Extracted information ::
━━━━━━━━━━
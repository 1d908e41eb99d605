use chrono::{DateTime, Utc};
use serde::{Deserialize, Serialize};
use utoipa::ToSchema;
use uuid::Uuid;

use crate::models::{Business, Campaign, Favorite, FavoriteKind, Product};

#[derive(Debug, Deserialize, Serialize, ToSchema)]
pub struct CreateFavoriteRequest {
    /// `store`, `product` or `offer` (plural forms accepted)
    #[serde(rename = "type")]
    pub kind: String,
    pub item_id: Uuid,
}

#[derive(Debug, Clone, Deserialize, Serialize, ToSchema)]
pub struct FavoriteResponse {
    pub id: Uuid,
    pub user_id: Uuid,
    #[serde(rename = "type")]
    pub kind: FavoriteKind,
    pub item_id: Uuid,
    pub active: bool,
    pub created_at: DateTime<Utc>,
    pub updated_at: DateTime<Utc>,
}

impl From<Favorite> for FavoriteResponse {
    fn from(favorite: Favorite) -> Self {
        Self {
            id: favorite.id,
            user_id: favorite.user_id,
            kind: favorite.target.kind(),
            item_id: favorite.target.item_id(),
            active: favorite.active,
            created_at: favorite.created_at,
            updated_at: favorite.updated_at,
        }
    }
}

#[derive(Debug, Clone, Deserialize, Serialize, ToSchema)]
pub struct FavoriteStore {
    pub favorite_id: Uuid,
    pub favorited_at: DateTime<Utc>,
    pub store: Business,
}

#[derive(Debug, Clone, Deserialize, Serialize, ToSchema)]
pub struct FavoriteProduct {
    pub favorite_id: Uuid,
    pub favorited_at: DateTime<Utc>,
    pub product: Product,
}

#[derive(Debug, Clone, Deserialize, Serialize, ToSchema)]
pub struct FavoriteOffer {
    pub favorite_id: Uuid,
    pub favorited_at: DateTime<Utc>,
    pub offer: Campaign,
}

pub fn to_favorite_store(favorite: &Favorite, store: Business) -> FavoriteStore {
    FavoriteStore {
        favorite_id: favorite.id,
        favorited_at: favorite.created_at,
        store,
    }
}

pub fn to_favorite_product(favorite: &Favorite, product: Product) -> FavoriteProduct {
    FavoriteProduct {
        favorite_id: favorite.id,
        favorited_at: favorite.created_at,
        product,
    }
}

pub fn to_favorite_offer(favorite: &Favorite, offer: Campaign) -> FavoriteOffer {
    FavoriteOffer {
        favorite_id: favorite.id,
        favorited_at: favorite.created_at,
        offer,
    }
}

/// One page of favorites, grouped by kind.
#[derive(Debug, Default, Deserialize, Serialize, ToSchema)]
pub struct FavoritesPage {
    pub stores: Vec<FavoriteStore>,
    pub products: Vec<FavoriteProduct>,
    pub offers: Vec<FavoriteOffer>,
}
━━━━━━━━━━
Work instructions :: Wherever a line of the listing above contains the string "FavoriteOffer", copy that line.

Result of this exercise ::
pub struct FavoriteOffer {
pub fn to_favorite_offer(favorite: &Favorite, offer: Campaign) -> FavoriteOffer {
    FavoriteOffer {
    pub offers: Vec<FavoriteOffer>,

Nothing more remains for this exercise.